If America has a poet laureate of the dystopian new world, DeLillo is it. Here, in ways that seem prescient of the 2008 financial collapse, the Occupy movement, and a general, free-floating anxiety/dread, DeLillo has captured millennial Manhattan, the very belly of the late capitalist beast. Writers like DeLillo who are so attuned to the tempo of the moment always seem prophetic. His novel White Noise's "airborne toxic event" told us more about the nature of environmental crisis than any documentary on Chernobyl.
Anyway, if you've ever had a hankering to watch Robert Pattinson get a prostrate exam naked in a limousine, this is the movie for you.
Meanwhile, our friend the Soap Geek watches the soap opera Days of Our Lives, like, every day of his life. Last week gay character Will (Chandler Massey) told his supportive Grandma Marlena (Deidre Hall) about a guy he "screwed up with."

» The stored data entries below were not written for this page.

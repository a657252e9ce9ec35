use futures::FutureExt;
use futures::future::BoxFuture;
use std::future::Future;
use std::sync::Arc;
use std::sync::atomic::{AtomicUsize, Ordering};
use tokio::sync::OnceCell;
use tracing::debug;

use crate::Result;

type Loader<T> = Box<dyn Fn() -> BoxFuture<'static, Result<T>> + Send + Sync>;

/// A value loaded on first use and shared afterwards.
///
/// Concurrent callers that arrive while the first load is pending wait on that same
/// load instead of starting their own. A failed load is not cached, so a later call
/// tries again.
pub struct LazyLoad<T> {
    cell: OnceCell<Arc<T>>,
    loader: Loader<T>,
    attempts: AtomicUsize,
}

impl<T: Send + Sync + 'static> LazyLoad<T> {
    #[inline]
    pub fn new<F, Fut>(loader: F) -> Self
    where
        F: Fn() -> Fut + Send + Sync + 'static,
        Fut: Future<Output = Result<T>> + Send + 'static,
    {
        Self {
            cell: OnceCell::new(),
            loader: Box::new(move || loader().boxed()),
            attempts: AtomicUsize::new(0),
        }
    }

    /// Already-loaded value; `get` never runs a loader
    #[inline]
    pub fn ready(value: T) -> Self {
        Self {
            cell: OnceCell::new_with(Some(Arc::new(value))),
            loader: Box::new(|| {
                async {
                    Err::<T, _>(crate::DocsError::Index(
                        "preloaded value has no loader".to_string(),
                    ))
                }
                .boxed()
            }),
            attempts: AtomicUsize::new(0),
        }
    }

    #[inline]
    pub async fn get(&self) -> Result<Arc<T>> {
        self.cell
            .get_or_try_init(|| async {
                let attempt = self.attempts.fetch_add(1, Ordering::SeqCst) + 1;
                debug!("Starting lazy load (attempt {})", attempt);
                (self.loader)().await.map(Arc::new)
            })
            .await
            .map(Arc::clone)
    }

    #[inline]
    pub fn is_loaded(&self) -> bool {
        self.cell.initialized()
    }

    /// Number of times the loader has been started
    #[inline]
    pub fn load_attempts(&self) -> usize {
        self.attempts.load(Ordering::SeqCst)
    }
}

Marlena to Will: "Can you hear how self-critical you are? You're behaving as if this man were as handsome as a male model and had the social consciousness of Harvey Milk. Now go tell him how much you care about him." A Harvey Milk mention on Days, a soap first.
Richard Dodds' interview with gay man of letters and actions Larry Kramer as The Normal Heart begins performances at ACT. Kramer's cri de coeur "1,112 and Counting," first published in The New York Native in 1983, then more widely in the gay press, was the original rallying cry to confront the AIDS epidemic. Sample line: "If this article doesn't scare the shit out of you, we're in real trouble. If this article doesn't rouse you to anger, fury, rage, and action, gay men may have no future on this earth. Our continued existence depends on just how angry you can get." Still resonates today.